Respondeat Superior/Vicarious Liability

A hospital can be held liable under the theories of respondeat superior for the negligence of its pharmacy, marijuana dispensary, hospital medical care providers, nurses, and other staff. This may not apply to medical personnel who are not on the hospital staff. Hospitals may be liable if they use marijuana under any of these circumstances without federal approval:
  1. 1.

    Allowing a federally controlled substance such as marijuana to be used in violation of federal law.

     
  2. 2.

    Failing to educate medical care providers on marijuana and its dangers and side effects and proper use and dosage under state law. There is no proper use and dosage under federal law.

     
  3. 3.

    A failure to stop a medical care provider who is giving a wrong dose of marijuana or causing addiction.

     
  4. 4.

    Failure to consult with experts in a particular area of treatment.

     
  5. 5.

    If the hospital supplied marijuana, they could be sued for breach of warranty for any injuries because the hospital is a supplier of marijuana.

     
  6. 6.

    Lack of informed consent to use marijuana which is an unapproved medicine.

     
  7. 7.

    Medical experimentation with marijuana.37

     

Other Claims

There are a number of other possible malpractice claims medical care providers should be aware of:
  1. 1.

    Failing to detect or treat marijuana’s side effects

     
  2. 2.

    Failing to keep up on the science on marijuana

     
  3. 3.

    Failing to be aware of contraindications to marijuana use

     
  4. 4.

    Failing to have a bona fide physician-patient relationship

     
  5. 5.

    Allowing the patient to become addicted to marijuana

     
  6. 6.

    Failing to use alternative safer FDA-approved medical treatments

     
  7. 7.

    Failing to properly monitor the patient who is using marijuana

     
  8. 8.

    Failing to properly to dose marijuana. Deriving a standardized botanical dose poses major difficulties – especially with marijuana when there are widely varying strains and large numbers of marijuana components about which little is yet known

     

Loss of Malpractice Insurance

Medical care providers should check to see if their malpractice insurance covers them when recommending or being involved in dispensing “medical” marijuana.38

Conclusion

The use of “medical” marijuana as a medicine that has not been approved by the FDA is fraught with liability for medical care providers, especially when there are FDA approved medications that should be tried first. Lawsuits and loss of licenses could be the result.

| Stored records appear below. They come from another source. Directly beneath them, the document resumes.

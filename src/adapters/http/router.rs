//! Assembles every endpoint group into one router.

use std::sync::Arc;

use axum::extract::State;
use axum::http::{HeaderValue, Method};
use axum::routing::get;
use axum::{Json, Router};
use serde_json::{json, Value};
use tower_http::cors::{Any, CorsLayer};
use tower_http::timeout::TimeoutLayer;
use tower_http::trace::TraceLayer;

use super::assistant::{assistant_routes, AssistantAppState};
use super::council::council_routes;
use super::identity::{identity_routes, IdentityAppState};
use super::preferences::{preferences_routes, PreferencesAppState};
use super::session::{session_routes, SessionAppState};
use crate::application::{CouncilClient, LoginHandler, Preferences};
use crate::config::ServerConfig;
use crate::ports::{ProviderInfo, SessionRepository};

/// Everything the HTTP surface needs from the composition root.
#[derive(Clone)]
pub struct HttpServices {
    pub sessions: Arc<dyn SessionRepository>,
    pub client: CouncilClient,
    pub preferences: Preferences,
    pub max_input_length: usize,
}

/// Builds the full router with tracing, CORS and request timeout layers.
pub fn build_router(services: HttpServices, server: &ServerConfig) -> Router {
    let login = Arc::new(LoginHandler::new(
        services.preferences.clone(),
        services.max_input_length,
    ));
    let provider = services.client.provider_info();

    Router::new()
        .route("/health", get(health).with_state(provider))
        .merge(council_routes())
        .merge(session_routes(SessionAppState {
            repository: services.sessions.clone(),
            client: services.client.clone(),
            max_input_length: services.max_input_length,
        }))
        .merge(assistant_routes(AssistantAppState {
            repository: services.sessions,
            client: services.client,
            max_input_length: services.max_input_length,
        }))
        .merge(identity_routes(IdentityAppState { login }))
        .merge(preferences_routes(PreferencesAppState {
            preferences: services.preferences,
        }))
        .layer(TimeoutLayer::new(server.request_timeout()))
        .layer(cors_layer(&server.cors_origins_list()))
        .layer(TraceLayer::new_for_http())
}

/// GET /health
async fn health(State(provider): State<ProviderInfo>) -> Json<Value> {
    Json(json!({
        "status": "ok",
        "service": env!("CARGO_PKG_NAME"),
        "version": env!("CARGO_PKG_VERSION"),
        "provider": provider.name,
    }))
}

fn cors_layer(origins: &[String]) -> CorsLayer {
    let layer = CorsLayer::new()
        .allow_methods([Method::GET, Method::POST, Method::PUT, Method::DELETE])
        .allow_headers(Any);
    if origins.is_empty() {
        return layer.allow_origin(Any);
    }
    let origins: Vec<HeaderValue> = origins
        .iter()
        .filter_map(|origin| match origin.parse() {
            Ok(value) => Some(value),
            Err(_) => {
                tracing::warn!(%origin, "Ignoring invalid CORS origin");
                None
            }
        })
        .collect();
    layer.allow_origin(origins)
}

Disclaimer of Legal Advice

This chapter should not be considered legal advice. This is for informational purposes only. Use of and access to these materials does not in itself create an attorney–client relationship between David G. Evans and CIVEL and the user or reader. Mr. Evans or CIVEL cannot vouch for any study cited herein since they did not do the study. The readers should consult the study and make their own interpretation as to its accuracy. Please also be advised that case law and statutory and regulatory laws cited herein may have been amended or changed by the time you read this. In addition, each state has laws that differ from other states. What may be true in one state may not be true in another. Federal law may also differ from state law. Please consult an attorney licensed in your state for legal advice.